Her mouth went dry. She remembered exactly how his voice dropped when he talked about desire like it was architecture—deliberate, structural, inevitable.
“And your solution?” she asked, because she had to.
He straightened, met her eyes. “We strip it back. Raw concrete, exposed services, but we wrap them in softness—silk panels, low cushions, mirrors that multiply bodies instead of hiding them. Let the storm be part of the décor. Let people feel the thunder in their chests.”
He was describing foreplay disguised as interior design. She hated that it still worked on her.
“You want the room to fuck the guests,” she said, blunt because subtlety had drowned somewhere between the airport and here.
His gaze dropped to her mouth for half a second. “I want the room to remind them they’re alive.”
Lightning cracked outside; the work light flickered. In that stutter of light she saw it—the old hunger still living behind his ribs, the same one that used to make him pin her wrists above her head and whisper filthy promises until she begged.
She swallowed. “We have a few days to agree on something presentable.”
“Fewer,” he corrected. “Marcus is bringing the money people in for a walk-through soon.”
Of course he’d already spoken to Marcus. Of course he was one step ahead.
She closed the tablet. “Then we start now. Show me what you’ve mocked up.”
He hesitated—only a heartbeat—then led her toward the far end of the roof where a temporary partition of black cloth created a makeshift war room. Inside: his drawings taped to the wall, physical models on a table, a single camp light throwing everything into high relief.
And one other thing.
A bottle of chilled white wine sweating on the table. Two glasses. One already half-full.

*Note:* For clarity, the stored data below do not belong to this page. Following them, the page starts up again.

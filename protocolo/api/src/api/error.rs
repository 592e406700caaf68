use common::http::RouteError;

use super::auth::AuthError;

pub type Result<T, E = RouteError<ApiError>> = std::result::Result<T, E>;

// Render and dispatch failures never surface here; the print handlers catch
// them and answer with a flash redirect instead.
#[derive(thiserror::Error, Debug)]
pub enum ApiError {
    #[error("failed to query database: {0}")]
    Database(#[from] sqlx::Error),
    #[error("failed to read http body: {0}")]
    ReadHttpBody(#[from] hyper::Error),
    #[error("failed to parse form body: {0}")]
    ParseForm(#[from] serde_urlencoded::de::Error),
    #[error("auth failure: {0}")]
    Auth(#[from] AuthError),
    #[error("io error: {0}")]
    Io(#[from] std::io::Error),
}
use tokio::signal::unix::{Signal, SignalKind};

/// Fans multiple unix signals into a single `recv` call.
#[derive(Default)]
pub struct SignalHandler {
    signals: Vec<(SignalKind, Signal)>,
}

impl SignalHandler {
    pub fn new() -> Self {
        Self::default()
    }

    pub fn with_signal(mut self, kind: SignalKind) -> Self {
        let signal = tokio::signal::unix::signal(kind).expect("failed to create signal");
        self.signals.push((kind, signal));
        self
    }

    /// Waits for any of the registered signals. Pends forever when none are
    /// registered.
    pub async fn recv(&mut self) -> SignalKind {
        if self.signals.is_empty() {
            return std::future::pending().await;
        }

        let futures = self
            .signals
            .iter_mut()
            .map(|(kind, signal)| {
                let kind = *kind;
                Box::pin(async move {
                    signal.recv().await;
                    kind
                })
            })
            .collect::<Vec<_>>();

        futures::future::select_all(futures).await.0
    }
}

He poured without asking if she wanted any. The liquid caught the light, pale gold.
“For old times’ sake,” he said, handing her the glass. His fingers brushed hers—deliberate, lingering just long enough to send current up her arm.
She took it. Drank. The crisp sweetness burst across her tongue, familiar and dangerous.
“Old times are dead, Eli.”
He smiled—small, knowing, the smile that used to mean he’d already won. “Then why are you shaking?”
She wasn’t. Or she hadn’t been until he said it.
Outside, the rain hammered harder, sealing them in. No escape until the storm passed.
And they both knew it wasn’t the weather she was trapped by.